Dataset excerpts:
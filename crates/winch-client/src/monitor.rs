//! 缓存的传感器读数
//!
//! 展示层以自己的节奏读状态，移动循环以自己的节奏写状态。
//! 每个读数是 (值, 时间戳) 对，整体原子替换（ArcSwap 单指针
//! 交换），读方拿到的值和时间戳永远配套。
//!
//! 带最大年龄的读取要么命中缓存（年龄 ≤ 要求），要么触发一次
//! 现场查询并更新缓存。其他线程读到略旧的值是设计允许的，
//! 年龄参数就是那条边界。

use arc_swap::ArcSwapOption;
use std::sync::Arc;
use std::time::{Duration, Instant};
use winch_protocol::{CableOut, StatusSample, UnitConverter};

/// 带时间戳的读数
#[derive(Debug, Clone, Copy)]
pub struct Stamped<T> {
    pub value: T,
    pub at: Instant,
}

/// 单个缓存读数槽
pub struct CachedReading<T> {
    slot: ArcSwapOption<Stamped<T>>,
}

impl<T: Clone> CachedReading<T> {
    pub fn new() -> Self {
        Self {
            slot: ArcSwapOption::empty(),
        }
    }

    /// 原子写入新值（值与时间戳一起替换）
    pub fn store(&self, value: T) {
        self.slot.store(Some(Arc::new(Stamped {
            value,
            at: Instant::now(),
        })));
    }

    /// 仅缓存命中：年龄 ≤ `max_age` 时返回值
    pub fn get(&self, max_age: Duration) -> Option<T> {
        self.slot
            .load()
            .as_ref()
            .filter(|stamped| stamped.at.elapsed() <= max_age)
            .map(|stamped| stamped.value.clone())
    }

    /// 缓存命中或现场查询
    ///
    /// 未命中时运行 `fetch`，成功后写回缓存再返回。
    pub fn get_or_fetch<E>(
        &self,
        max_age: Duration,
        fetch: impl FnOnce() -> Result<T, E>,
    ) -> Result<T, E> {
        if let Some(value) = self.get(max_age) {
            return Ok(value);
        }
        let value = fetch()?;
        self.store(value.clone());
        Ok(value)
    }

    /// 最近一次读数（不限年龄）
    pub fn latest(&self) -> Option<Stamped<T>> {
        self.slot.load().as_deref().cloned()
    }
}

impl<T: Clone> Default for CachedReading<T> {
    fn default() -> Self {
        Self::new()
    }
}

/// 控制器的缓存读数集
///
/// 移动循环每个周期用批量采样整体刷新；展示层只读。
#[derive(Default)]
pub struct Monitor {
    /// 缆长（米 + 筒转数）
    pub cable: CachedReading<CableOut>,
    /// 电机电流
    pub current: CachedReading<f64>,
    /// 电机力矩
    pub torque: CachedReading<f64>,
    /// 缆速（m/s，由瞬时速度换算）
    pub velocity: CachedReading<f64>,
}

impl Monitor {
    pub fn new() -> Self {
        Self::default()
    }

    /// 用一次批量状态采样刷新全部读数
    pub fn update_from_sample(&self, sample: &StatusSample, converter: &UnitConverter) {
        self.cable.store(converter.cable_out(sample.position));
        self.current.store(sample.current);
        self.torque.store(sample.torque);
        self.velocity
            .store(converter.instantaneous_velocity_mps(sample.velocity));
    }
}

* * *

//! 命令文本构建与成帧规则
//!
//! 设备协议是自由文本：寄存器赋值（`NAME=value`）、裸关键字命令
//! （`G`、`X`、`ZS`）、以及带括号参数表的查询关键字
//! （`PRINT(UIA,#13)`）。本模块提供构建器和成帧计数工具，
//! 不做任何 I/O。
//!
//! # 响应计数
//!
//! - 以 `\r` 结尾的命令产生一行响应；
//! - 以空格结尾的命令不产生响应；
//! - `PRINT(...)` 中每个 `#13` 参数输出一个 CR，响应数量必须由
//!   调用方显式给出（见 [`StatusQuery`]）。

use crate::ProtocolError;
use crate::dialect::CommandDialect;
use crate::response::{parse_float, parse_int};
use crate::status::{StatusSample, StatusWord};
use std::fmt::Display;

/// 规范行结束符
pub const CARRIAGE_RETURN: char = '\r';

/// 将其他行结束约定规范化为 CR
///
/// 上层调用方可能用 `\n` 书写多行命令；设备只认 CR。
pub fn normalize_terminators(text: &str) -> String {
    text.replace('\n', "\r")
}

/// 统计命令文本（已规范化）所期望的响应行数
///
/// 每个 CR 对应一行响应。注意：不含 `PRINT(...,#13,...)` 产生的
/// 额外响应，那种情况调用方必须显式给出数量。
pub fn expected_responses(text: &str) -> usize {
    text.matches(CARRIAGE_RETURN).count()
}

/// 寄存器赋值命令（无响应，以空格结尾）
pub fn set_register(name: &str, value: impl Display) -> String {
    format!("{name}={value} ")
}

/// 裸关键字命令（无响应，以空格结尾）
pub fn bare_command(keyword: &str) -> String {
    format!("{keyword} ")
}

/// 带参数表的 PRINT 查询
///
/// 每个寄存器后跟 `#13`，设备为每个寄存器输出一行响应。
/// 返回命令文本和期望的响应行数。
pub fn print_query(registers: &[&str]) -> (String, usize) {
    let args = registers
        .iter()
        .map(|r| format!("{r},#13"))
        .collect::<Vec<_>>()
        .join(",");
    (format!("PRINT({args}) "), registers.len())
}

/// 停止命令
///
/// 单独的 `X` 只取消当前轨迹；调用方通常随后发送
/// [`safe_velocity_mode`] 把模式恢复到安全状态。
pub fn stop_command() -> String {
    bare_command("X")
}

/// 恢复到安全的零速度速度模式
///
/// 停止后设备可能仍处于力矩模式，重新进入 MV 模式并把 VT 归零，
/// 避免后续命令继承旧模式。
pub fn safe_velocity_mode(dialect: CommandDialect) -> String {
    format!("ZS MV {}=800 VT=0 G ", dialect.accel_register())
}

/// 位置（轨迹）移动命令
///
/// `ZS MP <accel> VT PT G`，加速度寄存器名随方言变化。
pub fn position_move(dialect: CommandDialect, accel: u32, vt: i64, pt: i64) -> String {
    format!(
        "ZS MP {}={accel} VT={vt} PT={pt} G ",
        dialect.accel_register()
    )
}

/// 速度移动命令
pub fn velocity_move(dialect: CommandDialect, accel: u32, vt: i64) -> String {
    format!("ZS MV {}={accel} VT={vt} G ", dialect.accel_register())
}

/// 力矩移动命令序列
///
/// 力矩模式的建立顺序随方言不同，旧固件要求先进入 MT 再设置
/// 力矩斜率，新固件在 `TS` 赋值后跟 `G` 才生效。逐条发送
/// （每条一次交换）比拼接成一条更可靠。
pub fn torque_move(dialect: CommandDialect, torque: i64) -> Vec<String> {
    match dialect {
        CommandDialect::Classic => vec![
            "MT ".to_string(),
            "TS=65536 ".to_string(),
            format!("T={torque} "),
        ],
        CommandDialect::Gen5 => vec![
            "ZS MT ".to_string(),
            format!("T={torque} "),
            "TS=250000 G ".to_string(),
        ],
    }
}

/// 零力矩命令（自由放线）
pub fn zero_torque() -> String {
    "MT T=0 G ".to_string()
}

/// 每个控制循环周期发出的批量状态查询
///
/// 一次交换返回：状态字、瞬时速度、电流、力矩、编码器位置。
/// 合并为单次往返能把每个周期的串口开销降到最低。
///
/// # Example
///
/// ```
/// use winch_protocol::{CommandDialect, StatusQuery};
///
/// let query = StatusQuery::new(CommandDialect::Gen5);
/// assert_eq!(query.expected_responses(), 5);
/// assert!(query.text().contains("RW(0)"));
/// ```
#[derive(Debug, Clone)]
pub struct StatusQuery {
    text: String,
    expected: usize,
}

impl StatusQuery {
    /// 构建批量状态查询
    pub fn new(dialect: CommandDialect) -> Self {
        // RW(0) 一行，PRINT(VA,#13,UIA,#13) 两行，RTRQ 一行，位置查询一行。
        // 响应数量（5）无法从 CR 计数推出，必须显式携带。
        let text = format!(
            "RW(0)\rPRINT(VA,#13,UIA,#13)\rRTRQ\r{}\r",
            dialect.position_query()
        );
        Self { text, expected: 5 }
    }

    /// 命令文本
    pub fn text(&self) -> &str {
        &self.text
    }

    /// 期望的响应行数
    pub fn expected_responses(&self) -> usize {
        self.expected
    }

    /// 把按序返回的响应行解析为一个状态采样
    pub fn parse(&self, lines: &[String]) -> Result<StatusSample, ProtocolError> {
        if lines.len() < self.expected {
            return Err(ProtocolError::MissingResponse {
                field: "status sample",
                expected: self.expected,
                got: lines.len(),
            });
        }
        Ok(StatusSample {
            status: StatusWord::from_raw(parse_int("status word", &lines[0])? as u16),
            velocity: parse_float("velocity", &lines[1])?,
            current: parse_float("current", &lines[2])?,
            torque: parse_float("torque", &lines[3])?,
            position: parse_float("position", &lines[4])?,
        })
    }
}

--

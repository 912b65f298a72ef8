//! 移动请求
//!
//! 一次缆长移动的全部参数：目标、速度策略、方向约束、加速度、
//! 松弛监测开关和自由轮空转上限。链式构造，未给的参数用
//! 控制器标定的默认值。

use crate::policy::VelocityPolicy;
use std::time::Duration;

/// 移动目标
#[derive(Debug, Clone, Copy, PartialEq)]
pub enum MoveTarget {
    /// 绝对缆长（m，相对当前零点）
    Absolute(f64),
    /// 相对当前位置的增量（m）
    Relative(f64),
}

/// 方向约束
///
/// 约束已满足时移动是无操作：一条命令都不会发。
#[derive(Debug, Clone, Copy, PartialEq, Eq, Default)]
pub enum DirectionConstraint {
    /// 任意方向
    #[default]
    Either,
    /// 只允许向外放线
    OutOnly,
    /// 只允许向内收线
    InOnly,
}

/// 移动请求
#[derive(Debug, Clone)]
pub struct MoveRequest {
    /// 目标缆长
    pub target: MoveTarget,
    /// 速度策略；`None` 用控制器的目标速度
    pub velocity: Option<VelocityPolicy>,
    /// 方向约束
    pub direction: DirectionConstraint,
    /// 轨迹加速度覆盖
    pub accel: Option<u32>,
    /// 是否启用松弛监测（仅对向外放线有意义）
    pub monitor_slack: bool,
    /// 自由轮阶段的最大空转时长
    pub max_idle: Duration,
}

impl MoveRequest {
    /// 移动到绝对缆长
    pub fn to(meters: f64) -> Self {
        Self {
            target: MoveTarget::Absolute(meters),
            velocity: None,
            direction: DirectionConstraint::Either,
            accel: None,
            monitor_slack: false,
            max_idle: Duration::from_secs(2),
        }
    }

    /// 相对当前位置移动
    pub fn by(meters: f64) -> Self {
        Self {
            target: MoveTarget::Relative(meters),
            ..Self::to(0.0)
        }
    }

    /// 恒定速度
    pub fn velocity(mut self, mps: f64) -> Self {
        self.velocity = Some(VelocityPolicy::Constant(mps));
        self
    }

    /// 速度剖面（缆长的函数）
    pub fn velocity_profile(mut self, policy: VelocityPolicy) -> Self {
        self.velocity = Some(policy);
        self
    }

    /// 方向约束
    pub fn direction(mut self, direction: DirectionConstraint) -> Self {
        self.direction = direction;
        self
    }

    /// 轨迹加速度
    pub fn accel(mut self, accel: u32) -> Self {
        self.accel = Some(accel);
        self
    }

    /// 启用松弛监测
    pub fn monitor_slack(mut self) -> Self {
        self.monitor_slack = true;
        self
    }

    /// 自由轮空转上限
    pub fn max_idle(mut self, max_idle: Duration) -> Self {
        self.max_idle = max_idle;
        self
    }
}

## Task objective:
Scan the entries above. Copy each line that has the string "StatusQuery".

## Exercise response:
//!   调用方显式给出（见 [`StatusQuery`]）。
/// use winch_protocol::{CommandDialect, StatusQuery};
/// let query = StatusQuery::new(CommandDialect::Gen5);
pub struct StatusQuery {
impl StatusQuery {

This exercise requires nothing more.